When you are planning your child’s eleven plus curriculum you are making all the decisions. You may choose to cede part of the responsibility to a tutor or a web site or even a series of eleven plus books – but once you make a stand and say: “We are going for the Eleven Plus,” you are putting yourself in command. You are now in control of the knowledge your child needs to be able to pass the eleven plus.
Passing the eleven plus is far more than gathering information and sharing this with your child. You are attempting to build a culture of knowledge. You are challenging the way some topics are taught in schools. You are saying to yourself; “In my case we need to go beyond what the school is teaching.”

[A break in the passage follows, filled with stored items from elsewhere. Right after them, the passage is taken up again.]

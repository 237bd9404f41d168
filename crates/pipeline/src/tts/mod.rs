//! Speech synthesis backends and routing
//!
//! Two backends, tried in order: the neural sidecar with per-language
//! voices, then the basic public endpoint as a fallback. The fallback
//! cannot speak Punjabi or Odia, so those substitute Hindi.

mod basic;
mod neural;

pub use self::basic::BasicTts;
pub use self::neural::NeuralTts;

use std::path::Path;
use std::time::Duration;

use anuvaad_config::Settings;
use anuvaad_core::{
    Language, PipelineError, Result, SpeechSynthesizer, SynthesizedAudio, VoiceGender,
};

/// Neural voice names, one per language and gender.
///
/// Punjabi and Odia each have a single neural voice, used for both
/// genders. Urdu uses the Pakistani voice pair.
const NEURAL_VOICES: [(Language, VoiceGender, &str); 24] = [
    (Language::English, VoiceGender::Male, "en-US-GuyNeural"),
    (Language::English, VoiceGender::Female, "en-US-AriaNeural"),
    (Language::Hindi, VoiceGender::Male, "hi-IN-MadhurNeural"),
    (Language::Hindi, VoiceGender::Female, "hi-IN-SwaraNeural"),
    (Language::Punjabi, VoiceGender::Male, "pa-IN-GurpreetNeural"),
    (Language::Punjabi, VoiceGender::Female, "pa-IN-GurpreetNeural"),
    (Language::Marathi, VoiceGender::Male, "mr-IN-ManoharNeural"),
    (Language::Marathi, VoiceGender::Female, "mr-IN-AarohiNeural"),
    (Language::Kannada, VoiceGender::Male, "kn-IN-GaganNeural"),
    (Language::Kannada, VoiceGender::Female, "kn-IN-SapnaNeural"),
    (Language::Telugu, VoiceGender::Male, "te-IN-MohanNeural"),
    (Language::Telugu, VoiceGender::Female, "te-IN-ShrutiNeural"),
    (Language::Tamil, VoiceGender::Male, "ta-IN-ValluvarNeural"),
    (Language::Tamil, VoiceGender::Female, "ta-IN-PallaviNeural"),
    (Language::Gujarati, VoiceGender::Male, "gu-IN-NiranjanNeural"),
    (Language::Gujarati, VoiceGender::Female, "gu-IN-DhwaniNeural"),
    (Language::Malayalam, VoiceGender::Male, "ml-IN-MidhunNeural"),
    (Language::Malayalam, VoiceGender::Female, "ml-IN-SobhanaNeural"),
    (Language::Bengali, VoiceGender::Male, "bn-IN-BashkarNeural"),
    (Language::Bengali, VoiceGender::Female, "bn-IN-TanishaaNeural"),
    (Language::Odia, VoiceGender::Male, "or-IN-LekhaNeural"),
    (Language::Odia, VoiceGender::Female, "or-IN-LekhaNeural"),
    (Language::Urdu, VoiceGender::Male, "ur-PK-AsadNeural"),
    (Language::Urdu, VoiceGender::Female, "ur-PK-UzmaNeural"),
];

/// Languages the basic endpoint cannot speak, with their stand-ins.
const FALLBACK_SUBSTITUTES: [(Language, Language); 2] = [
    (Language::Punjabi, Language::Hindi),
    (Language::Odia, Language::Hindi),
];

pub fn neural_voice(language: Language, gender: VoiceGender) -> Option<&'static str> {
    NEURAL_VOICES
        .iter()
        .find(|(lang, g, _)| *lang == language && *g == gender)
        .map(|(_, _, voice)| *voice)
}

/// Language actually spoken by the basic backend for `language`.
pub fn fallback_language(language: Language) -> Language {
    FALLBACK_SUBSTITUTES
        .iter()
        .find(|(from, _)| *from == language)
        .map(|(_, to)| *to)
        .unwrap_or(language)
}

/// Tries each synthesis backend in order until one produces audio.
pub struct SynthesisRouter {
    backends: Vec<Box<dyn SpeechSynthesizer>>,
}

impl SynthesisRouter {
    pub fn new(backends: Vec<Box<dyn SpeechSynthesizer>>) -> Self {
        Self { backends }
    }

    pub fn from_settings(settings: &Settings) -> Result<Self> {
        let timeout = Duration::from_secs(settings.backends.request_timeout_seconds);
        Ok(Self::new(vec![
            Box::new(NeuralTts::new(
                settings.backends.neural_tts_url.clone(),
                timeout,
            )?),
            Box::new(BasicTts::new(
                settings.backends.basic_tts_url.clone(),
                timeout,
            )?),
        ]))
    }

    pub async fn synthesize(
        &self,
        text: &str,
        language: Language,
        gender: VoiceGender,
        out_path: &Path,
    ) -> Result<SynthesizedAudio> {
        let mut last_error = None;
        for backend in &self.backends {
            match backend.synthesize(text, language, gender, out_path).await {
                Ok(()) => {
                    return Ok(SynthesizedAudio {
                        path: out_path.to_path_buf(),
                        language,
                        gender,
                        backend: backend.backend_name(),
                    });
                }
                Err(e) => {
                    tracing::warn!(
                        backend = backend.backend_name(),
                        language = language.code(),
                        error = %e,
                        "synthesis backend failed, trying next"
                    );
                    last_error = Some(e);
                }
            }
        }
        Err(last_error.unwrap_or_else(|| PipelineError::Synthesis {
            language: language.code().to_string(),
            message: "no synthesis backends configured".to_string(),
        }))
    }
}

/// Writes synthesized bytes to `out_path` atomically via a sibling
/// temporary file, creating parent directories as needed.
pub(crate) async fn write_audio(out_path: &Path, bytes: &[u8]) -> Result<()> {
    let parent = out_path.parent().unwrap_or_else(|| Path::new("."));
    tokio::fs::create_dir_all(parent).await?;

    let parent = parent.to_path_buf();
    let out_path = out_path.to_path_buf();
    let bytes = bytes.to_vec();
    tokio::task::spawn_blocking(move || -> Result<()> {
        use std::io::Write;
        let mut tmp = tempfile::NamedTempFile::new_in(&parent)?;
        tmp.write_all(&bytes)?;
        tmp.persist(&out_path).map_err(|e| PipelineError::Io(e.error))?;
        Ok(())
    })
    .await
    .map_err(|e| PipelineError::Synthesis {
        language: String::new(),
        message: format!("write task failed: {}", e),
    })?
}
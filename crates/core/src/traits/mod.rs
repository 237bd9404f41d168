//! Core traits for the translation pipeline
//!
//! All external services sit behind these traits to enable:
//! - Pluggable backends (swap implementations without code changes)
//! - Testing with mocks
//! - Runtime switching based on configuration
//!
//! # Trait Hierarchy
//!
//! ```text
//! Speech Processing:
//!   - SpeechRecognizer: Audio -> Text transcription
//!   - SpeechSynthesizer: Text -> Audio file
//!
//! Translation:
//!   - TextTranslator: Text -> Text between languages
//! ```

mod speech;
mod translate;

pub use speech::{SpeechRecognizer, SpeechSynthesizer};
pub use translate::TextTranslator;
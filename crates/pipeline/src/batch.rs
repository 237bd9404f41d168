//! Batch translation over a directory of audio files
//!
//! Scans the input directory for audio files, runs each through the full
//! pipeline, and appends one CSV row per successfully transcribed file.
//! Files that fail to decode or transcribe are counted but get no row.
//! A failed translation leaves its cell empty; a failed synthesis does
//! not affect the row at all.

use std::path::PathBuf;

use anuvaad_config::Settings;
use anuvaad_core::{Language, MediaAsset, PipelineError, Result, VoiceGender};

use crate::runner::PipelineRunner;

#[derive(Debug)]
pub struct BatchSummary {
    pub processed: usize,
    pub failed: usize,
    pub report_path: Option<PathBuf>,
}

pub struct BatchDriver {
    runner: PipelineRunner,
    input_dir: PathBuf,
    output_dir: PathBuf,
    log_dir: PathBuf,
    max_files: usize,
    targets: Vec<Language>,
}

fn report_error(e: csv::Error) -> PipelineError {
    PipelineError::Backend {
        backend: "csv-report",
        message: e.to_string(),
    }
}

impl BatchDriver {
    pub fn new(
        runner: PipelineRunner,
        input_dir: PathBuf,
        output_dir: PathBuf,
        log_dir: PathBuf,
        max_files: usize,
        targets: Vec<Language>,
    ) -> Self {
        Self {
            runner,
            input_dir,
            output_dir,
            log_dir,
            max_files,
            targets,
        }
    }

    pub fn from_settings(settings: &Settings) -> Result<Self> {
        Ok(Self::new(
            PipelineRunner::from_settings(settings)?,
            PathBuf::from(&settings.storage.input_dir),
            PathBuf::from(&settings.storage.output_dir),
            PathBuf::from(&settings.storage.log_dir),
            settings.storage.max_batch_files,
            Language::ALL.to_vec(),
        ))
    }

    /// Audio files in the input directory, sorted by name so repeat runs
    /// process in the same order, capped at `max_files`.
    async fn collect_inputs(&self) -> Result<Vec<MediaAsset>> {
        let mut assets = Vec::new();
        let mut entries = tokio::fs::read_dir(&self.input_dir).await?;
        while let Some(entry) = entries.next_entry().await? {
            let asset = MediaAsset::new(entry.path());
            if asset.is_audio() {
                assets.push(asset);
            }
        }
        assets.sort_by(|a, b| a.file_name().cmp(&b.file_name()));

        if assets.len() > self.max_files {
            tracing::warn!(
                found = assets.len(),
                max = self.max_files,
                "too many input files, truncating batch"
            );
            assets.truncate(self.max_files);
        }
        Ok(assets)
    }

    pub async fn run(&self) -> Result<BatchSummary> {
        let assets = self.collect_inputs().await?;
        if assets.is_empty() {
            tracing::info!(dir = %self.input_dir.display(), "no audio files found");
            return Ok(BatchSummary {
                processed: 0,
                failed: 0,
                report_path: None,
            });
        }

        tokio::fs::create_dir_all(&self.output_dir).await?;
        tokio::fs::create_dir_all(&self.log_dir).await?;

        let report_path = self.log_dir.join(format!(
            "translations_{}.csv",
            chrono::Local::now().format("%Y%m%d_%H%M%S")
        ));
        let mut writer = csv::Writer::from_path(&report_path).map_err(report_error)?;

        let mut header = vec!["input_file".to_string(), "recognized_text".to_string()];
        header.extend(
            self.targets
                .iter()
                .map(|lang| format!("translation_{}", lang.code())),
        );
        writer.write_record(&header).map_err(report_error)?;

        let mut processed = 0usize;
        let mut failed = 0usize;
        for asset in &assets {
            match self
                .runner
                .process_file(
                    asset,
                    &self.targets,
                    VoiceGender::Male,
                    &self.output_dir,
                    None,
                )
                .await
            {
                Ok(report) => {
                    let mut row = vec![
                        asset.file_name().unwrap_or_default().to_string(),
                        report.recognized_text.clone(),
                    ];
                    row.extend(
                        report
                            .languages
                            .iter()
                            .map(|lang| lang.translated_text.clone().unwrap_or_default()),
                    );
                    writer.write_record(&row).map_err(report_error)?;
                    writer.flush()?;
                    processed += 1;
                }
                Err(e) => {
                    tracing::warn!(
                        input = %asset.path().display(),
                        error = %e,
                        "skipping file"
                    );
                    failed += 1;
                }
            }
        }

        tracing::info!(
            processed,
            failed,
            report = %report_path.display(),
            "batch complete"
        );
        Ok(BatchSummary {
            processed,
            failed,
            report_path: Some(report_path),
        })
    }
}
//! Challenge/response authentication against an anchor's web-auth endpoint

use fiet_crypto::ChallengeSigner;
use fiet_types::{
    AnchorManifest, AuthToken, ChallengeTransaction, ErrorKind, ManifestField, Network, Result,
    Stage,
};
use serde::Deserialize;
use serde_json::json;
use std::sync::Arc;

use crate::manifest::ManifestResolver;
use crate::transport::{HttpRequest, HttpTransport};

#[derive(Deserialize)]
struct ChallengeResponse {
    transaction: Option<String>,
}

#[derive(Deserialize)]
struct TokenResponse {
    token: Option<String>,
}

/// Runs the authentication handshake and yields bearer tokens
pub struct AuthSession {
    resolver: Arc<ManifestResolver>,
    transport: Arc<dyn HttpTransport>,
    network: Network,
    default_domain: String,
}

impl AuthSession {
    pub fn new(
        resolver: Arc<ManifestResolver>,
        transport: Arc<dyn HttpTransport>,
        network: Network,
        default_domain: impl Into<String>,
    ) -> Self {
        Self {
            resolver,
            transport,
            network,
            default_domain: default_domain.into(),
        }
    }

    pub fn network(&self) -> &Network {
        &self.network
    }

    /// Obtain a token for `signer`'s account at `domain` (or the default)
    ///
    /// A fresh challenge is requested on every call; nothing is retried.
    pub async fn get_auth_token(
        &self,
        signer: &dyn ChallengeSigner,
        domain: Option<&str>,
    ) -> Result<AuthToken> {
        self.handshake(signer, domain.unwrap_or(&self.default_domain))
            .await
            .map_err(|e| e.in_stage(Stage::Authentication))
    }

    async fn handshake(&self, signer: &dyn ChallengeSigner, domain: &str) -> Result<AuthToken> {
        let manifest = self.resolver.resolve(domain).await?;
        let endpoint = manifest.endpoint(ManifestField::WebAuthEndpoint)?;
        self.check_published_network(&manifest);
        let account = signer.public_address();

        let challenge = self.request_challenge(endpoint, &account).await?;
        let signed = signer.sign_challenge(&challenge, self.network.passphrase())?;
        let token = self.submit_challenge(endpoint, signed).await?;

        tracing::info!(domain, account = %account, "authenticated with anchor");
        Ok(AuthToken::new(token, account))
    }

    /// Whether the manifest names a different network than the configured one
    ///
    /// A mismatch is logged; challenges are still signed for the configured
    /// network.
    fn check_published_network(&self, manifest: &AnchorManifest) -> bool {
        match manifest.get(ManifestField::NetworkPassphrase) {
            Some(published) if published != self.network.passphrase() => {
                tracing::warn!(
                    domain = %manifest.domain,
                    published,
                    configured = self.network.passphrase(),
                    "anchor publishes a different network passphrase"
                );
                true
            }
            _ => false,
        }
    }

    async fn request_challenge(&self, endpoint: &str, account: &str) -> Result<ChallengeTransaction> {
        let request = HttpRequest::get(endpoint).query("account", account);
        let response = self
            .transport
            .send(request)
            .await
            .map_err(|e| e.at(Stage::Authentication))?;

        if !response.is_success() {
            return Err(ErrorKind::ChallengeRejected {
                status: response.status,
                message: response.error_message(),
            }
            .at(Stage::Authentication));
        }

        let body: ChallengeResponse = response.json(Stage::Authentication)?;
        body.transaction
            .filter(|t| !t.is_empty())
            .map(ChallengeTransaction::new)
            .ok_or_else(|| {
                fiet_types::FietError::invalid_response(
                    Stage::Authentication,
                    "challenge response has no transaction",
                )
            })
    }

    async fn submit_challenge(&self, endpoint: &str, signed: String) -> Result<String> {
        let request = HttpRequest::post(endpoint, json!({ "transaction": signed }));
        let response = self
            .transport
            .send(request)
            .await
            .map_err(|e| e.at(Stage::Authentication))?;

        if !response.is_success() {
            return Err(ErrorKind::AuthenticationFailure {
                status: Some(response.status),
                message: response.error_message(),
            }
            .at(Stage::Authentication));
        }

        let no_token = |message: String| {
            ErrorKind::AuthenticationFailure {
                status: Some(response.status),
                message,
            }
            .at(Stage::Authentication)
        };

        let body: TokenResponse = serde_json::from_str(&response.body)
            .map_err(|e| no_token(format!("anchor returned no usable token: {e}")))?;
        body.token
            .filter(|t| !t.is_empty())
            .ok_or_else(|| no_token("anchor returned no token".to_string()))
    }
}
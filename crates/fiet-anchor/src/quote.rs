//! Indicative prices between anchor assets

use fiet_types::{
    AssetId, AuthToken, ErrorKind, FietError, ManifestField, QuoteRequest, QuoteResult, Result,
    Stage,
};
use serde::Deserialize;
use std::collections::BTreeMap;
use std::sync::Arc;

use crate::config::DEFAULT_QUOTE_CONTEXT;
use crate::manifest::{domain_key, ManifestResolver};
use crate::once::KeyedLoadOnce;
use crate::transport::{HttpRequest, HttpTransport};

#[derive(Debug, Deserialize)]
struct QuoteInfoResponse {
    #[serde(default)]
    assets: Vec<QuoteAssetEntry>,
}

#[derive(Debug, Deserialize)]
struct QuoteAssetEntry {
    asset: String,
}

/// Short asset code to fully-qualified identifier
///
/// Codes collide across schemes and issuers; the entry listed last wins.
#[derive(Debug, Clone, Default, PartialEq)]
pub struct AssetRegistry {
    assets: BTreeMap<String, AssetId>,
}

impl AssetRegistry {
    pub fn from_json(body: &str) -> Result<Self> {
        let info: QuoteInfoResponse = serde_json::from_str(body).map_err(|e| {
            FietError::invalid_response(Stage::QuoteInfo, format!("malformed info response: {e}"))
        })?;

        let mut registry = Self::default();
        for entry in info.assets {
            match AssetId::parse(entry.asset.trim()) {
                Some(id) => registry.insert(id),
                None => tracing::warn!(asset = %entry.asset, "skipping unparseable asset identifier"),
            }
        }

        if registry.is_empty() {
            return Err(FietError::invalid_response(
                Stage::QuoteInfo,
                "info response lists no assets",
            ));
        }
        Ok(registry)
    }

    pub fn insert(&mut self, id: AssetId) {
        let code = id.code().to_string();
        if let Some(previous) = self.assets.insert(code.clone(), id) {
            tracing::warn!(code = %code, replaced = %previous, "quote asset code collision");
        }
    }

    /// Exact, case-sensitive lookup
    pub fn resolve(&self, code: &str) -> Option<&AssetId> {
        self.assets.get(code)
    }

    pub fn codes(&self) -> impl Iterator<Item = &str> {
        self.assets.keys().map(String::as_str)
    }

    pub fn len(&self) -> usize {
        self.assets.len()
    }

    pub fn is_empty(&self) -> bool {
        self.assets.is_empty()
    }

    fn require(&self, code: &str) -> Result<&AssetId> {
        self.resolve(code).ok_or_else(|| {
            ErrorKind::AssetUnknown {
                code: code.to_string(),
            }
            .at(Stage::Quote)
        })
    }
}

/// Quote-side asset registries and price lookups, one registry per domain
pub struct QuoteCatalog {
    resolver: Arc<ManifestResolver>,
    transport: Arc<dyn HttpTransport>,
    default_domain: String,
    context: String,
    registries: KeyedLoadOnce<AssetRegistry>,
}

impl QuoteCatalog {
    pub fn new(
        resolver: Arc<ManifestResolver>,
        transport: Arc<dyn HttpTransport>,
        default_domain: impl Into<String>,
    ) -> Self {
        Self {
            resolver,
            transport,
            default_domain: default_domain.into(),
            context: DEFAULT_QUOTE_CONTEXT.to_string(),
            registries: KeyedLoadOnce::new(),
        }
    }

    pub fn with_context(mut self, context: impl Into<String>) -> Self {
        self.context = context.into();
        self
    }

    fn domain<'a>(&'a self, domain: Option<&'a str>) -> &'a str {
        domain.unwrap_or(&self.default_domain)
    }

    async fn endpoint(&self, domain: &str) -> Result<String> {
        self.resolver
            .endpoint(domain, ManifestField::QuoteServer)
            .await
    }

    /// Load the asset registry of `domain` (or the default) unless already loaded
    pub async fn init(&self, domain: Option<&str>) -> Result<()> {
        let domain = self.domain(domain);
        let endpoint = self
            .endpoint(domain)
            .await
            .map_err(|e| e.in_stage(Stage::QuoteInfo))?;
        self.ensure_loaded(domain, &endpoint).await.map(|_| ())
    }

    pub fn is_loaded(&self, domain: Option<&str>) -> bool {
        self.registries.is_loaded(&domain_key(self.domain(domain)))
    }

    /// Forget every loaded registry
    pub fn reset(&self) {
        self.registries.clear();
    }

    pub fn reset_domain(&self, domain: &str) {
        self.registries.remove(&domain_key(domain));
    }

    /// Identifier registered for `code` at `domain`, if loaded
    pub fn resolve_asset(&self, code: &str, domain: Option<&str>) -> Option<AssetId> {
        self.assets(domain)?.resolve(code).cloned()
    }

    /// Snapshot of the loaded registry of `domain`
    pub fn assets(&self, domain: Option<&str>) -> Option<Arc<AssetRegistry>> {
        self.registries.get(&domain_key(self.domain(domain)))
    }

    async fn ensure_loaded(&self, domain: &str, endpoint: &str) -> Result<Arc<AssetRegistry>> {
        self.registries
            .get_or_load(&domain_key(domain), || self.load(endpoint))
            .await
            .map_err(|e| e.in_stage(Stage::QuoteInfo))
    }

    async fn load(&self, endpoint: &str) -> Result<AssetRegistry> {
        let url = format!("{endpoint}/info");
        let response = self
            .transport
            .send(HttpRequest::get(&url))
            .await
            .map_err(|e| e.at(Stage::QuoteInfo))?
            .require_success(Stage::QuoteInfo)?;

        let registry = AssetRegistry::from_json(&response.body)?;
        tracing::debug!(url = %url, assets = registry.len(), "loaded quote assets");
        Ok(registry)
    }

    /// Indicative price for selling `sell_amount` of one asset for another
    pub async fn get_quote(&self, request: &QuoteRequest, token: &AuthToken) -> Result<QuoteResult> {
        self.price(request, token)
            .await
            .map_err(|e| e.in_stage(Stage::Quote))
    }

    async fn price(&self, request: &QuoteRequest, token: &AuthToken) -> Result<QuoteResult> {
        let domain = self.domain(request.domain.as_deref());
        let endpoint = self.endpoint(domain).await?;
        let registry = self.ensure_loaded(domain, &endpoint).await?;

        let sell = registry.require(&request.sell_code)?;
        let buy = registry.require(&request.buy_code)?;

        let http = HttpRequest::get(format!("{endpoint}/price"))
            .query("sell_asset", sell.as_str())
            .query("buy_asset", buy.as_str())
            .query("sell_amount", request.sell_amount.to_string())
            .query("context", self.context.as_str())
            .bearer(token.bearer());

        let response = self
            .transport
            .send(http)
            .await
            .map_err(|e| e.at(Stage::Quote))?
            .require_success(Stage::Quote)?;

        let quote: QuoteResult = response.json(Stage::Quote)?;
        tracing::debug!(sell = %sell, buy = %buy, price = %quote.price, "received quote");
        Ok(quote)
    }
}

Your child will not be able to compartmentalise what has to be learnt in order to pass the eleven plus and what is taught at school. A top mathematics group, for example, will be stretched and extended, but some of the methods you employ may be different. Not necessarily wrong, but certainly different.
There is a certain paradox in eleven plus work. One goal of eleven plus preparation must be for children to be able to make sense of new information. It is not enough, however, for a parent to teach their child how to do questions on area, for example, if the teaching of area is only presented in an abstract manner. Parents do, sometimes, have to get down and dirty and help their child to acquire a practical understanding.
There will always be some form of mismatch between what a school can teach and what the eleven plus expects. In just the same way parents may feel a sense of frustration as they struggle with their intentions and what they can actually achieve.
Most mothers and fathers just do the best they can.